I’m old enough to have one of those wind-up Evel Knievel motorcycle toys, but too young remember him as a performer. I didn’t even know what the guy actually looked like. Just the outfit. An Elvis in Vegas style white jumpsuit with the stars and stripes emblazoned across it. That’s probably for the best because Being Evel shows the man wearing that suit was kind of a dick. While you have to admire Knievel’s reckless endangerment of his own being to liven up the drab sports coverage offered by 70s sports channels there’s no getting away from the fact he was a narcissistic, money-orientated, womanising, violent bully. Born Robert Craig Knievel, he got the nickname ‘Evel’ because of his frequent run-ins with the law as a youngster, and he seems to have carried his mercenary instincts with him throughout his career.

Also, and this is unforgivable, he once held a gun to George Hamilton’s head. Who does that? Seriously? Who threatens the star of Zorro: The Gay Blade with a loaded firearm? Hamilton had hired John Milius to write a screenplay based on Knievel’s life, but the stunt rider took exception to Hamilton asking him to read it.
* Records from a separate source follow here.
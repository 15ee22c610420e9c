//! Configuration layer merging
//!
//! Project values override global values field by field. List fields are
//! replaced as a whole when the project layer sets them.

use super::schema::{BuildDefaults, SbmConfig};

pub fn merge_configs(global: SbmConfig, project: SbmConfig) -> SbmConfig {
    SbmConfig {
        destination: project.destination.or(global.destination),
        tool: project.tool.or(global.tool),
        build: match (global.build, project.build) {
            (Some(base), Some(layer)) => Some(merge_build(base, layer)),
            (base, layer) => layer.or(base),
        },
    }
}

fn merge_build(base: BuildDefaults, layer: BuildDefaults) -> BuildDefaults {
    fn list(base: Vec<String>, layer: Vec<String>) -> Vec<String> {
        if layer.is_empty() { base } else { layer }
    }

    BuildDefaults {
        mode: layer.mode.or(base.mode),
        targets: list(base.targets, layer.targets),
        skip_targets: list(base.skip_targets, layer.skip_targets),
        cli_only: layer.cli_only.or(base.cli_only),
        keep_apps: layer.keep_apps.or(base.keep_apps),
        destination: layer.destination.or(base.destination),
        map: list(base.map, layer.map),
        deploy: layer.deploy.or(base.deploy),
    }
}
Pity he didn’t try that manoeuvre on Milius who would probably pulled a much bigger gun and shot him in the face. That film, Evil Knievel (1971, Marvin J. Chomsky), was actually made and there are clips here which suggest it’s probably terrible. Knievel hated it, but as Hamilton wryly notes he appropriated lines from the film into his own act hyping up his stunts with macho Milius-style language.
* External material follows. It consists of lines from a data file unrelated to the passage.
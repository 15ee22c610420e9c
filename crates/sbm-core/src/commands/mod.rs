//! High-level commands for sbm operations.
//!
//! This module provides the public API for building, deploying, listing and
//! removing binaries. Commands are designed to be called by frontends; they
//! take an [`SbmContext`](crate::context::SbmContext) and return reports.

pub mod bins;
pub mod build;
pub mod clean;
pub mod remove;
pub mod setup;

pub use bins::{BinsCommand, BinsOptions};
pub use build::{BuildCommand, BuildInvocation, BuildOptions, BuildReport, run_invocation};
pub use clean::{CleanCommand, CleanOptions, CleanReport};
pub use remove::{RemoveCommand, RemoveOptions, RemoveReport};
pub use setup::{SetupCommand, SetupOptions, SetupReport};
Being Evel is a fairly perfunctory documentary mixing talking head interviews with archive footage. It’s a great snap-shot into the all-encompassing fame the 70s’ seems to have offered with the limited amount of media available to a mass audience. Though the film tries hard it can never convince that Knievel was anything more than a loud-mouthed obnoxious American show-off in the Donald Trump mould. It also raises difficult questions but never follows through on them; did Knievel have a death wish? Did people go to his events because they wanted to see him crash? Undeniably brave, although in a way that is almost entirely pointless, Evil Knievel was certainly one of a kind.